Assessing data quality

One of the first steps in the analysis of NGS data is seeing how good the data actually is. FastQC is a fantastic tool allowing you to evaluate the quality of fastq datasets (and deciding whether to blame or not to blame whoever has done sequencing for you).

Figure 5. Left: Excellent quality. Right: Hmmmm....Ok.

Here you can see FastQC base quality reports (the tools gives you many other types of data) for two datasets: A and B. The A dataset has long reads (250 bp) and very good quality profile with no qualities dropping below phred score of 30. The B dataset is significantly worse with ends of the reads dipping below phred score of 20. The B reads may need to be trimmed for further processing.

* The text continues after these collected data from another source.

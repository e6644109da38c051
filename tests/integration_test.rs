use shoprag::logging::init_simple_logging;
use shoprag::models::ProductRecord;
use shoprag::search::validate_top_k;
use shoprag::search::FUZZY_WEIGHT;
use shoprag::search::LEXICAL_WEIGHT;
use shoprag::search::SCORE_THRESHOLD;
use shoprag::HybridProductIndex;
use shoprag::Result;
use shoprag::ShopRagError;

fn gift_basket() -> ProductRecord {
    ProductRecord::new("Giỏ Quà Tết Cao Cấp 2025", "quà tết cao cấp")
}

fn storefront() -> HybridProductIndex {
    init_simple_logging();
    HybridProductIndex::build(vec![
        gift_basket().with_field("price", "649,000₫"),
        ProductRecord::new("Bánh Mì Hoa Cúc", "bánh mì mềm thơm bơ").with_field("price", "85,000₫"),
        ProductRecord::new("Cà Phê Rang Xay", "cà phê nguyên chất").with_field("price", "120,000₫"),
        ProductRecord::new("Giỏ Quà Trung Thu", "bánh trung thu và trà"),
        ProductRecord::new("Trà Xanh Thái Nguyên", "trà xanh đặc sản"),
    ])
}

#[test]
fn test_exact_match_scores_near_maximal() -> Result<()> {
    init_simple_logging();
    let index = HybridProductIndex::build(vec![gift_basket()]);
    let results = index.search("Giỏ Quà Tết Cao Cấp 2025", 10)?;

    assert_eq!(results.len(), 1);
    assert_eq!(results[0].record.title, "Giỏ Quà Tết Cao Cấp 2025");
    assert!(results[0].score > 0.9);
    Ok(())
}

#[test]
fn test_unrelated_query_returns_nothing() -> Result<()> {
    let index = HybridProductIndex::build(vec![gift_basket()]);
    assert!(index.search("xe đạp thể thao", 10)?.is_empty());
    Ok(())
}

#[test]
fn test_final_score_is_weighted_blend() -> Result<()> {
    // Only "2025" overlaps lexically; the folded title matches exactly
    let index = HybridProductIndex::build(vec![gift_basket()]);
    let query = "gio qua tet cao cap 2025";

    let breakdown = index.explain(query);
    let expected_lexical = (4.0_f64 / 3.0).ln();
    assert!((breakdown[0].lexical - expected_lexical).abs() < 1e-6);
    assert!((breakdown[0].fuzzy - 1.0).abs() < 1e-6);

    let expected = 0.7 * expected_lexical + 0.3;
    assert!((breakdown[0].score - expected).abs() < 1e-6);
    assert!(
        (breakdown[0].score - (LEXICAL_WEIGHT * breakdown[0].lexical + FUZZY_WEIGHT * breakdown[0].fuzzy))
            .abs()
            < 1e-6
    );

    let results = index.search(query, 5)?;
    assert_eq!(results.len(), 1);
    assert!((results[0].score - expected).abs() < 1e-6);
    Ok(())
}

#[test]
fn test_typo_blend_uses_fractional_fuzzy_score() -> Result<()> {
    init_simple_logging();
    let index = HybridProductIndex::build(vec![ProductRecord::new(
        "Bánh Mì Hoa Cúc",
        "bánh mì mềm thơm bơ",
    )]);
    let idf = (4.0_f64 / 3.0).ln();
    // "banh cuk hoa mi" vs "banh cuc hoa mi": one substitution in 15 chars
    let expected_fuzzy = 1.0 - 1.0 / 15.0;

    // Unaccented query: only "hoa" overlaps, so the blend lands below the threshold
    let breakdown = index.explain("banh mi hoa cuk");
    assert!((breakdown[0].lexical - idf).abs() < 1e-6);
    assert!((breakdown[0].fuzzy - expected_fuzzy).abs() < 1e-6);
    let expected = 0.7 * idf + 0.3 * expected_fuzzy;
    assert!((breakdown[0].score - expected).abs() < 1e-6);
    assert!((breakdown[0].score - 0.48138).abs() < 1e-5);
    assert!(index.search("banh mi hoa cuk", 5)?.is_empty());

    // Accented query: "bánh" and "mì" occur twice in the document, "hoa" once
    let breakdown = index.explain("bánh mì hoa cuk");
    let expected_lexical = idf * (2.0 * (2.0 * 2.5 / 3.5) + 1.0);
    assert!((breakdown[0].lexical - expected_lexical).abs() < 1e-6);
    assert!((breakdown[0].fuzzy - expected_fuzzy).abs() < 1e-6);
    let expected = 0.7 * expected_lexical + 0.3 * expected_fuzzy;

    let results = index.search("bánh mì hoa cuk", 5)?;
    assert_eq!(results.len(), 1);
    assert!((results[0].score - expected).abs() < 1e-6);
    Ok(())
}

#[test]
fn test_invalid_top_k() {
    let index = storefront();
    assert!(matches!(
        index.search("giỏ quà", 0),
        Err(ShopRagError::InvalidArgument(_))
    ));
    assert!(matches!(
        validate_top_k(-5),
        Err(ShopRagError::InvalidArgument(_))
    ));
    assert!(matches!(
        validate_top_k(0),
        Err(ShopRagError::InvalidArgument(_))
    ));
    assert_eq!(validate_top_k(3).ok(), Some(3));
}

#[test]
fn test_token_order_and_diacritics_ignored_by_fuzzy_component() {
    let index = HybridProductIndex::build(vec![ProductRecord::new("Bánh Mì", "")]);
    let breakdown = index.explain("mi banh");
    assert!((breakdown[0].fuzzy - 1.0).abs() < 1e-12);
}

#[test]
fn test_search_is_deterministic() -> Result<()> {
    let index = storefront();
    for query in ["giỏ quà", "bánh mì", "trà xanh", "cà phê rang"] {
        let first = serde_json::to_value(index.search(query, 5)?)?;
        let second = serde_json::to_value(index.search(query, 5)?)?;
        assert_eq!(first, second, "query {query:?}");
    }
    Ok(())
}

#[test]
fn test_results_respect_threshold_order_and_bound() -> Result<()> {
    let index = storefront();
    for query in ["giỏ quà", "bánh", "trà", "quà tết cao cấp", "cà phê"] {
        for top_k in [1, 2, 10] {
            let results = index.search(query, top_k)?;
            assert!(results.len() <= top_k);
            assert!(results.iter().all(|r| r.score > SCORE_THRESHOLD));
            assert!(results.windows(2).all(|w| w[0].score >= w[1].score));
        }
    }
    Ok(())
}

#[test]
fn test_results_are_prefix_of_larger_top_k() -> Result<()> {
    let index = storefront();
    let all = index.search("giỏ quà", 10)?;
    let one = index.search("giỏ quà", 1)?;

    assert!(all.len() >= 2);
    assert_eq!(one.len(), 1);
    assert_eq!(one[0].record.title, all[0].record.title);
    Ok(())
}

#[test]
fn test_equal_scores_keep_catalog_order() -> Result<()> {
    let index = HybridProductIndex::build(vec![
        ProductRecord::new("Trà Sen", "hộp 100g").with_field("sku", "first"),
        ProductRecord::new("Trà Sen", "hộp 100g").with_field("sku", "second"),
    ]);
    let results = index.search("trà sen", 10)?;

    assert_eq!(results.len(), 2);
    assert!((results[0].score - results[1].score).abs() < f64::EPSILON);
    assert_eq!(results[0].record.field_str("sku"), Some("first"));
    assert_eq!(results[1].record.field_str("sku"), Some("second"));
    Ok(())
}

#[test]
fn test_empty_catalog_and_empty_query() -> Result<()> {
    let empty = HybridProductIndex::build(Vec::new());
    assert!(empty.is_empty());
    assert!(empty.search("giỏ quà", 5)?.is_empty());

    let index = storefront();
    assert!(index.search("", 5)?.is_empty());
    assert!(index.search("   ", 5)?.is_empty());
    Ok(())
}

#[test]
fn test_results_carry_every_catalog_field() -> Result<()> {
    let index = storefront();
    let results = index.search("bánh mì hoa cúc", 1)?;
    let value = serde_json::to_value(&results[0])?;

    assert_eq!(value["title"], "Bánh Mì Hoa Cúc");
    assert_eq!(value["content"], "bánh mì mềm thơm bơ");
    assert_eq!(value["price"], "85,000₫");
    assert!(value["score"].as_f64().is_some_and(|s| s > SCORE_THRESHOLD));
    Ok(())
}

It may be challenging to use fastQC when you have a lot of datasets. For example, in our case there are four datasets. FastQC needs to be run on each dataset individually and then one needs to look at each fastQC report individually. This may not be a big problem for four datasets, but it will become an issue if you have 100s or 1,000s of datasets. Phil Ewels has developed a tool called MultiQC that allows to summarize multiple QC reports at once. To run MultiQC you need to run fastQC on individual datasets and then feed fastQC outputs to MultiQC (note that MultiQC is not limited to processing FastQC reports but accepts outputs of many other tools). Galaxy makes this easy as shown in the following video:

In this video we run FastQC on the four datasets and then summarized these data with MultiQC. The following figure shows one of the graphs produced by MultiQC:

Figure 6. A MultiQC report showing quality score distribution for the four sequences using in this tutorial. Here sample1-f has highest quality: its quality scores never dip below phred score of 25. The other datasets are slightly worse, but all are generally acceptable.

Trimming reads

One of the conclusions from our QC analyses (Fig. 6) is that the quality is acceptable but drops towards the end of the reads (this is typical for Illumina which uses reverse terminators bases with cleave-able color labels. Because the process of cleaving terminators and color labels is not 100% efficient noise accumulates as run progresses and so bases at the ends of reads tend to have lower quality). There is a number of steps we can take to mitigate the effect of low quality bases. One is dynamically trim the reads:

  • slide a window across reads
  • at every step of the process calculate average quality of bases within the given window
  • if quality drops below certain set threshold → stop and trim the read of the read from this point until the end
  • output the beginning of the read

One of the tools that performs this procedure is Trimmomatic developed by the Usadel lab. Let's use NGS: QC and manipulation → Trimmomatic to trim out four datasets:

Figure 7. Trimming our datasets with Trimmomatic. Here reads will be trimmed if the base quality averaged across four bases drops below 25.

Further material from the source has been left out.